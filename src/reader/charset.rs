use std::fs::File;
use std::io::{Read, Seek, SeekFrom};

use chardetng::EncodingDetector;
use encoding_rs::Encoding;
use encoding_rs_io::{DecodeReaderBytes, DecodeReaderBytesBuilder};

const SNIFF_LEN: usize = 4096;

pub fn detect_encoding_from_buffer(buffer: &[u8], complete: bool,) -> &'static Encoding {
    let mut detector = EncodingDetector::new();
    detector.feed(buffer, complete,);
    detector.guess(None, true,)
}

/// Wraps `file` in a reader that yields UTF-8, guessing the source encoding from its first
/// bytes. A byte-order mark, when present, takes precedence over the guess.
pub fn get_decoded_reader(mut file: File,) -> std::io::Result<DecodeReaderBytes<File, Vec<u8,>,>,> {
    let mut buffer = [0u8; SNIFF_LEN];
    let bytes_read = file.read(&mut buffer,)?;
    let encoding = detect_encoding_from_buffer(&buffer[..bytes_read], bytes_read < SNIFF_LEN,);
    tracing::debug!("detected {} encoding", encoding.name());

    file.seek(SeekFrom::Start(0,),)?;
    Ok(DecodeReaderBytesBuilder::new()
        .encoding(Some(encoding,),)
        .build(file,),)
}
pub mod charset;
pub mod xml_reader;
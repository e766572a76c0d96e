use std::collections::{BTreeMap, BTreeSet, HashMap};

use crate::error::FieldScopeError;
use crate::field::{FieldRecord, FileFieldSet, join_path};
use crate::reader::xml_reader::{ElementNode, parse_xml_str};

pub const DEFAULT_TEXT_SAMPLE_LEN: usize = 100;

#[derive(Debug, Clone, Copy, PartialEq, Eq,)]
pub struct ExtractOptions {
    /// Maximum characters kept in `FieldRecord::text_content`.
    pub text_sample_len: usize,
}

impl Default for ExtractOptions {
    fn default() -> Self {
        Self {
            text_sample_len: DEFAULT_TEXT_SAMPLE_LEN,
        }
    }
}

fn truncate_sample(text: &str, max_chars: usize,) -> String {
    if text.chars().count() <= max_chars {
        return text.to_string();
    }
    let mut sample: String = text.chars().take(max_chars,).collect();
    sample.push_str("...",);
    sample
}

struct Extractor {
    options:        ExtractOptions,
    records:        Vec<FieldRecord,>,
    by_name_depth:  HashMap<(String, usize,), usize,>,
    sibling_counts: HashMap<String, usize,>,
}

impl Extractor {
    fn new(options: ExtractOptions,) -> Self {
        Self {
            options,
            records: Vec::new(),
            by_name_depth: HashMap::new(),
            sibling_counts: HashMap::new(),
        }
    }

    fn visit(&mut self, element: &ElementNode, parent_path: &str, depth: usize,) {
        let text = element.trimmed_text();
        let key = (element.name.clone(), depth,);

        if let Some(&idx,) = self.by_name_depth.get(&key,) {
            let record = &mut self.records[idx];
            record.occurrences += 1;
            record.has_children |= !element.children.is_empty();
            record.child_count = record.child_count.max(element.children.len(),);
            record
                .attributes
                .extend(element.attributes.iter().map(|(k, _,)| k.clone(),),);
            if !text.is_empty() {
                record.has_text = true;
                if record.text_content.is_none() {
                    record.text_content = Some(truncate_sample(text, self.options.text_sample_len,),);
                }
                *record
                    .value_counts
                    .get_or_insert_with(BTreeMap::new,)
                    .entry(text.to_string(),)
                    .or_insert(0,) += 1;
            }
            return;
        }

        let siblings = self.sibling_counts.entry(parent_path.to_string(),).or_insert(0,);
        let order_index = *siblings;
        *siblings += 1;

        let mut value_counts = BTreeMap::new();
        if !text.is_empty() {
            value_counts.insert(text.to_string(), 1,);
        }
        let attributes: BTreeSet<String,> =
            element.attributes.iter().map(|(k, _,)| k.clone(),).collect();

        self.by_name_depth.insert(key, self.records.len(),);
        self.records.push(FieldRecord {
            name: element.name.clone(),
            path: join_path(parent_path, &element.name,),
            parent_path: parent_path.to_string(),
            depth,
            order_index,
            has_children: !element.children.is_empty(),
            child_count: element.children.len(),
            has_text: !text.is_empty(),
            text_content: (!text.is_empty())
                .then(|| truncate_sample(text, self.options.text_sample_len,),),
            value_counts: Some(value_counts,),
            attributes,
            occurrences: 1,
        },);
    }

    /// Depth-first pre-order walk. Every element instance is visited once, in document order,
    /// even when it folds into an existing record.
    fn walk(&mut self, root: &ElementNode,) {
        let mut stack: Vec<(&ElementNode, String, usize,),> = vec![(root, String::new(), 0,)];
        while let Some((element, parent_path, depth,),) = stack.pop() {
            self.visit(element, &parent_path, depth,);
            let own_path = join_path(&parent_path, &element.name,);
            for child in element.children.iter().rev() {
                stack.push((child, own_path.clone(), depth + 1,),);
            }
        }
    }
}

/// Flattens a document into one record per `(name, depth)`, sorted by `(depth, name)`.
///
/// Two elements with the same name at the same depth fold into a single record even when
/// they sit under different branches: occurrences and value counts are summed and the path
/// is the one of the first element seen.
pub fn extract_fields(root: &ElementNode,) -> Vec<FieldRecord,> {
    extract_fields_with(root, ExtractOptions::default(),)
}

pub fn extract_fields_with(root: &ElementNode, options: ExtractOptions,) -> Vec<FieldRecord,> {
    let mut extractor = Extractor::new(options,);
    extractor.walk(root,);
    let mut records = extractor.records;
    records.sort_by(|a, b| a.depth.cmp(&b.depth,).then_with(|| a.name.cmp(&b.name,),),);
    tracing::trace!("extracted {} field records from <{}>", records.len(), root.name);
    records
}

/// Parses `text` and extracts its fields as the file set `filename`.
pub fn extract_document(
    text: &str,
    filename: &str,
    options: ExtractOptions,
) -> Result<FileFieldSet, FieldScopeError,> {
    let root = parse_xml_str(text, filename,)?;
    Ok(FileFieldSet::new(filename, extract_fields_with(&root, options,),),)
}

#[cfg(test)]
mod tests {
    use super::*;

    fn record<'a,>(records: &'a [FieldRecord], path: &str,) -> &'a FieldRecord {
        records
            .iter()
            .find(|r| r.path == path,)
            .unwrap_or_else(|| panic!("no record for {path}"),)
    }

    #[test]
    fn test_extract_paths_depths_and_sort_order() {
        let root = parse_xml_str(
            "<Order><Name>X</Name><Id>1</Id><Lines><Line>a</Line></Lines></Order>",
            "a.xml",
        )
        .unwrap();
        let records = extract_fields(&root,);
        let paths: Vec<&str,> = records.iter().map(|r| r.path.as_str(),).collect();
        assert_eq!(
            paths,
            vec![
                "Order",
                "Order > Id",
                "Order > Lines",
                "Order > Name",
                "Order > Lines > Line"
            ]
        );
        let line = record(&records, "Order > Lines > Line",);
        assert_eq!(line.depth, 2);
        assert_eq!(line.parent_path, "Order > Lines");
        let order = record(&records, "Order",);
        assert!(order.has_children);
        assert_eq!(order.child_count, 3);
        assert_eq!(order.parent_path, "");
    }

    #[test]
    fn test_order_index_follows_document_order() {
        let root = parse_xml_str("<Order><Name/><Id/><Lines/></Order>", "a.xml",).unwrap();
        let records = extract_fields(&root,);
        assert_eq!(record(&records, "Order > Name").order_index, 0);
        assert_eq!(record(&records, "Order > Id").order_index, 1);
        assert_eq!(record(&records, "Order > Lines").order_index, 2);
    }

    #[test]
    fn test_repeated_siblings_fold_into_one_record() {
        let root = parse_xml_str(
            "<Lines><Line>a</Line><Line>b</Line><Line>a</Line><Line/></Lines>",
            "a.xml",
        )
        .unwrap();
        let records = extract_fields(&root,);
        assert_eq!(records.len(), 2);
        let line = record(&records, "Lines > Line",);
        assert_eq!(line.occurrences, 4);
        let counts = line.value_counts.as_ref().unwrap();
        assert_eq!(counts.get("a"), Some(&2));
        assert_eq!(counts.get("b"), Some(&1));
        assert_eq!(line.text_content.as_deref(), Some("a"));
    }

    #[test]
    fn test_same_name_and_depth_in_different_branches_fold() {
        let root = parse_xml_str(
            "<Doc><Buyer><Name>B</Name></Buyer><Seller><Name>S</Name></Seller></Doc>",
            "a.xml",
        )
        .unwrap();
        let records = extract_fields(&root,);
        let names: Vec<&FieldRecord,> = records.iter().filter(|r| r.name == "Name",).collect();
        assert_eq!(names.len(), 1);
        assert_eq!(names[0].path, "Doc > Buyer > Name");
        assert_eq!(names[0].occurrences, 2);
        assert_eq!(names[0].value_counts.as_ref().unwrap().len(), 2);
    }

    #[test]
    fn test_childless_root_yields_single_record() {
        let root = ElementNode::new("Empty",);
        let records = extract_fields(&root,);
        assert_eq!(records.len(), 1);
        assert!(!records[0].has_children);
        assert!(!records[0].has_text);
        assert_eq!(records[0].depth, 0);
    }

    #[test]
    fn test_attributes_and_text_sample_truncation() {
        let root = ElementNode::new("Doc",).with_child(
            ElementNode::new("Note",)
                .with_attribute("lang", "en",)
                .with_text("abcdefghij",),
        );
        let records = extract_fields_with(&root, ExtractOptions { text_sample_len: 4 },);
        let note = record(&records, "Doc > Note",);
        assert!(note.attributes.contains("lang"));
        assert_eq!(note.text_content.as_deref(), Some("abcd..."));
        assert_eq!(note.value_counts.as_ref().unwrap().get("abcdefghij"), Some(&1));
    }

    #[test]
    fn test_extract_document_propagates_parse_error() {
        let err = extract_document("<a>", "broken.xml", ExtractOptions::default(),).unwrap_err();
        assert!(matches!(err, FieldScopeError::ParseError { .. }));
    }
}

**Task directions:** Only lines that include "first" are counted here. Give their number for the records above and add nothing.

**Exercise solution:** 3